I recently helped with a show comprising a slapstick version of King Kong performed by The Smallest Theatre in the World, Bhangra drumming and a story about an ordinary child. Seema Anand told the story: “Shanti and the Snake”, about a young girl succeeding through extraordinary times (I think it might’ve inspired this scene in the Jungle Book, though Seema’s snake was more helpful). It didn’t finish with a: “And they all lived happily ever after”, but instead stayed open-ended, ready for the next instalment. Apparently a lack of denouement better fits an Eastern view of time that’s more circular than linear.
I guess such a view makes sense to kids (young and old) who seldom want stories to end. Anyhow, it all went to inspire me to take up pen again and continue my journey here.
I’d like to return to India, maybe this time riding from the Royal Enfield factory down in the South to the UK. From Chennai to Colchester via Pakistan, Afghanistan, Tajikistan, Uzbekistan, Turkmenistan, or China Tajikistan, or Pakistan, Iran, and Turkey…
According to Gordon May who rode the latter route in 2008: “The northern route through the “Stans”, across China and into Pakistan is breathtakingly beautiful“.
Another idea is to schedule regular stops to drink tea with locals and record the encounters on a video blog. I’d dearly like to go beyond the media headlines and propaganda, and show faith in ordinary folk being able to meet in peace and share hospitality and tales over a cuppa, irrespective of creed, race, age, ability or gender. I’d also like to raise money and awareness for local causes along the way.
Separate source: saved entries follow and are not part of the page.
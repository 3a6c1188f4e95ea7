use async_trait::async_trait;
use serde::Serialize;
use serde::de::DeserializeOwned;
use serde_json::Value;
use std::collections::HashMap;
use std::sync::{Arc, Mutex};
use thiserror::Error;

/// Errors surfaced by storage adapters.
#[derive(Debug, Error)]
#[non_exhaustive]
pub enum StorageError {
    #[error("connection error: {0}")]
    Connection(String),

    #[error("serialization error: {0}")]
    Serialization(String),
}

/// Durable string-keyed store of JSON values.
///
/// Callers must treat absent or malformed values as a cache miss; nothing
/// here versions the stored shapes.
#[async_trait]
pub trait KeyValueStore: Send + Sync {
    /// Fetch the value stored under `key`.
    ///
    /// # Errors
    ///
    /// Returns `StorageError` if the backend cannot be read.
    async fn get(&self, key: &str) -> Result<Option<Value>, StorageError>;

    /// Insert or replace the value under `key`.
    ///
    /// # Errors
    ///
    /// Returns `StorageError` if the value cannot be written.
    async fn set(&self, key: &str, value: Value) -> Result<(), StorageError>;

    /// Delete `key`. Removing a missing key is not an error.
    ///
    /// # Errors
    ///
    /// Returns `StorageError` if the backend cannot be written.
    async fn remove(&self, key: &str) -> Result<(), StorageError>;

    /// All keys starting with `prefix`, sorted.
    ///
    /// # Errors
    ///
    /// Returns `StorageError` if the backend cannot be read.
    async fn keys_with_prefix(&self, prefix: &str) -> Result<Vec<String>, StorageError>;
}

/// Read and decode a typed value.
///
/// A value that no longer matches `T` is logged and reported as `None`.
///
/// # Errors
///
/// Returns `StorageError` only for backend failures.
pub async fn load_json<T: DeserializeOwned>(
    store: &dyn KeyValueStore,
    key: &str,
) -> Result<Option<T>, StorageError> {
    let Some(value) = store.get(key).await? else {
        return Ok(None);
    };
    match serde_json::from_value(value) {
        Ok(decoded) => Ok(Some(decoded)),
        Err(err) => {
            log::warn!("ignoring malformed value under {key:?}: {err}");
            Ok(None)
        }
    }
}

/// Encode and store a typed value.
///
/// # Errors
///
/// Returns `StorageError::Serialization` if `value` cannot be encoded, or
/// any backend error.
pub async fn save_json<T: Serialize + Sync>(
    store: &dyn KeyValueStore,
    key: &str,
    value: &T,
) -> Result<(), StorageError> {
    let encoded =
        serde_json::to_value(value).map_err(|e| StorageError::Serialization(e.to_string()))?;
    store.set(key, encoded).await
}

/// Simple in-memory store for testing and prototyping.
#[derive(Clone, Default)]
pub struct InMemoryStore {
    entries: Arc<Mutex<HashMap<String, Value>>>,
}

impl InMemoryStore {
    #[must_use]
    pub fn new() -> Self {
        Self {
            entries: Arc::new(Mutex::new(HashMap::new())),
        }
    }

    /// Number of stored keys.
    ///
    /// # Errors
    ///
    /// Returns `StorageError::Connection` if the lock is poisoned.
    pub fn len(&self) -> Result<usize, StorageError> {
        let guard = self
            .entries
            .lock()
            .map_err(|e| StorageError::Connection(e.to_string()))?;
        Ok(guard.len())
    }

    /// # Errors
    ///
    /// Returns `StorageError::Connection` if the lock is poisoned.
    pub fn is_empty(&self) -> Result<bool, StorageError> {
        Ok(self.len()? == 0)
    }
}

#[async_trait]
impl KeyValueStore for InMemoryStore {
    async fn get(&self, key: &str) -> Result<Option<Value>, StorageError> {
        let guard = self
            .entries
            .lock()
            .map_err(|e| StorageError::Connection(e.to_string()))?;
        Ok(guard.get(key).cloned())
    }

    async fn set(&self, key: &str, value: Value) -> Result<(), StorageError> {
        let mut guard = self
            .entries
            .lock()
            .map_err(|e| StorageError::Connection(e.to_string()))?;
        guard.insert(key.to_string(), value);
        Ok(())
    }

    async fn remove(&self, key: &str) -> Result<(), StorageError> {
        let mut guard = self
            .entries
            .lock()
            .map_err(|e| StorageError::Connection(e.to_string()))?;
        guard.remove(key);
        Ok(())
    }

    async fn keys_with_prefix(&self, prefix: &str) -> Result<Vec<String>, StorageError> {
        let guard = self
            .entries
            .lock()
            .map_err(|e| StorageError::Connection(e.to_string()))?;
        let mut keys: Vec<String> = guard
            .keys()
            .filter(|key| key.starts_with(prefix))
            .cloned()
            .collect();
        keys.sort();
        Ok(keys)
    }
}

/// Store handle behind a trait object for easy backend swapping.
#[derive(Clone)]
pub struct Storage {
    pub kv: Arc<dyn KeyValueStore>,
}

impl Storage {
    #[must_use]
    pub fn in_memory() -> Self {
        Self {
            kv: Arc::new(InMemoryStore::new()),
        }
    }
}

#[cfg(test)]
mod tests {
    use super::*;
    use serde::Deserialize;
    use serde_json::json;

    #[derive(Debug, PartialEq, Serialize, Deserialize)]
    struct Prefs {
        length: u32,
    }

    #[tokio::test]
    async fn set_get_remove_round_trip() {
        let store = InMemoryStore::new();
        store.set("lastQuiz", json!({"correct": 3})).await.unwrap();

        assert_eq!(
            store.get("lastQuiz").await.unwrap(),
            Some(json!({"correct": 3}))
        );

        store.remove("lastQuiz").await.unwrap();
        store.remove("lastQuiz").await.unwrap();
        assert_eq!(store.get("lastQuiz").await.unwrap(), None);
        assert!(store.is_empty().unwrap());
    }

    #[tokio::test]
    async fn malformed_typed_value_reads_as_missing() {
        let store = InMemoryStore::new();
        store.set("prefs", json!("not an object")).await.unwrap();

        let loaded: Option<Prefs> = load_json(&store, "prefs").await.unwrap();
        assert_eq!(loaded, None);

        save_json(&store, "prefs", &Prefs { length: 20 }).await.unwrap();
        let loaded: Option<Prefs> = load_json(&store, "prefs").await.unwrap();
        assert_eq!(loaded, Some(Prefs { length: 20 }));
    }

    #[tokio::test]
    async fn keys_with_prefix_is_sorted() {
        let store = InMemoryStore::new();
        for key in ["quizProgress_b", "lastQuiz", "quizProgress_a"] {
            store.set(key, json!(1)).await.unwrap();
        }
        assert_eq!(
            store.keys_with_prefix("quizProgress_").await.unwrap(),
            vec!["quizProgress_a".to_string(), "quizProgress_b".to_string()]
        );
    }
}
If there is to be another Indian trip, then perhaps there’d be a few of us this time, riding the latest offering from Royal Enfield. My sons: Max and Theo, like that idea.
I can see how such a trip would be a continuation of this year’s earlier forays; the story’s next instalment, albeit with a slightly bigger and younger cast. Though as yet I’ve no idea how it might happen.